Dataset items
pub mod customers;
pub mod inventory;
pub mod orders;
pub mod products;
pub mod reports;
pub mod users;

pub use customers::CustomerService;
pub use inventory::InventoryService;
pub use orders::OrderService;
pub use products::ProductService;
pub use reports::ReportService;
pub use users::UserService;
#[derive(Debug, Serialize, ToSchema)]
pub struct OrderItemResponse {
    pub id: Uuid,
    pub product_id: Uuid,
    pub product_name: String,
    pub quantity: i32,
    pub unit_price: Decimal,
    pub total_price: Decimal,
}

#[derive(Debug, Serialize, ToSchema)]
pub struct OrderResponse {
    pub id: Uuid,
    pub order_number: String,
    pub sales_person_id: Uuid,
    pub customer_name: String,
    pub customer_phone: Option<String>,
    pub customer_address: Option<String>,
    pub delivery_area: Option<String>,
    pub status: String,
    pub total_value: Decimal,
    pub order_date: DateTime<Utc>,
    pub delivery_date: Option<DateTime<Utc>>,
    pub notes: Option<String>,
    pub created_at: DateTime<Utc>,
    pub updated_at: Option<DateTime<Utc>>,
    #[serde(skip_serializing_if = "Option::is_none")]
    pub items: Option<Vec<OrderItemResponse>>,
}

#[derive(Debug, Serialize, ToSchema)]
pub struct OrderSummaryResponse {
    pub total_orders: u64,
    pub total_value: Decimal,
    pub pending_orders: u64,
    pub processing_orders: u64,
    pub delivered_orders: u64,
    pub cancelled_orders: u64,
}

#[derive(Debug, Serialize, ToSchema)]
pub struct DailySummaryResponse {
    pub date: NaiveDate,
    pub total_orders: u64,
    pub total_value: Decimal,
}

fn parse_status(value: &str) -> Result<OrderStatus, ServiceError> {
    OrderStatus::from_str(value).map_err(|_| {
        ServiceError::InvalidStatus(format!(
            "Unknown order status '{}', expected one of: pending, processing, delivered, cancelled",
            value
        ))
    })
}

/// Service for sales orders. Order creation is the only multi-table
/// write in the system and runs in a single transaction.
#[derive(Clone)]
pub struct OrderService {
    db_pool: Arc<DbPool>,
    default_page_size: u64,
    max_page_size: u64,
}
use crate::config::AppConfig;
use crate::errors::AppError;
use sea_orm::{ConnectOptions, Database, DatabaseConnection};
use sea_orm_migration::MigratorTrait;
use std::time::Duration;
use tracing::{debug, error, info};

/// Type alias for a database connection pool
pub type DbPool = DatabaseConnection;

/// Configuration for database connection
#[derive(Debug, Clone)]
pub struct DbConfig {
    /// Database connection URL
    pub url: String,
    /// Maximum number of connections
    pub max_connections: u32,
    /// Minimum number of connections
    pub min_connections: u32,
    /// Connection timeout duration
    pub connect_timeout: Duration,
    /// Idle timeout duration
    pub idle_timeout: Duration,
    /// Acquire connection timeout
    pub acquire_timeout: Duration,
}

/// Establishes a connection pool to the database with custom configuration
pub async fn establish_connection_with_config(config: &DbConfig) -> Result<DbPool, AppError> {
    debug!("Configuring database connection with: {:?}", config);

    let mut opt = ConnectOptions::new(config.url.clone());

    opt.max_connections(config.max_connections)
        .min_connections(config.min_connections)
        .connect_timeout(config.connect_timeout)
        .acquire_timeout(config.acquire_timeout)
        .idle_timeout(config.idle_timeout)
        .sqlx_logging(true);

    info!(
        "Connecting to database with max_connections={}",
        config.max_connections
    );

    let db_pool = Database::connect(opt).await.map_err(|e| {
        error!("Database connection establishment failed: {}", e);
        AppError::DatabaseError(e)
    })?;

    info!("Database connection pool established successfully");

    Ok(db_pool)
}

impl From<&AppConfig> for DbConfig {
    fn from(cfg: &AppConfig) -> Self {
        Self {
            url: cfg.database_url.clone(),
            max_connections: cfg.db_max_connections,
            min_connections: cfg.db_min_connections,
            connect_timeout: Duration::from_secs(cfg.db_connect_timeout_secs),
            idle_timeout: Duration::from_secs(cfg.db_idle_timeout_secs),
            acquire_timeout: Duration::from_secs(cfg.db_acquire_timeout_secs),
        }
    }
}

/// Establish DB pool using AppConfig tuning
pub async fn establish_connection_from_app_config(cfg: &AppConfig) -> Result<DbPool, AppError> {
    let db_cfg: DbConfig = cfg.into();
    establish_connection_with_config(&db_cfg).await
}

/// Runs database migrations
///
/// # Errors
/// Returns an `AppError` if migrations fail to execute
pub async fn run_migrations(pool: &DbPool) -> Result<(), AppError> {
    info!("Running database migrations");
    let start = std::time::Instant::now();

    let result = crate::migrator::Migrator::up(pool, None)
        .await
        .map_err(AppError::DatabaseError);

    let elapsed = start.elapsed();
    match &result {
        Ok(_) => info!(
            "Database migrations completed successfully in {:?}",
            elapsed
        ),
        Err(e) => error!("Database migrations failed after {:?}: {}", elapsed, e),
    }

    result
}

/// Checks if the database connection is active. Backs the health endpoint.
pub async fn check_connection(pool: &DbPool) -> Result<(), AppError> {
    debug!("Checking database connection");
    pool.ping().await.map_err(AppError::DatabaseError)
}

YOUR TASK - Search the data for the string "DatabaseError" and copy out every line where it is found.

RESULT OF THE EXERCISE -
        AppError::DatabaseError(e)
        .map_err(AppError::DatabaseError);
    pool.ping().await.map_err(AppError::DatabaseError)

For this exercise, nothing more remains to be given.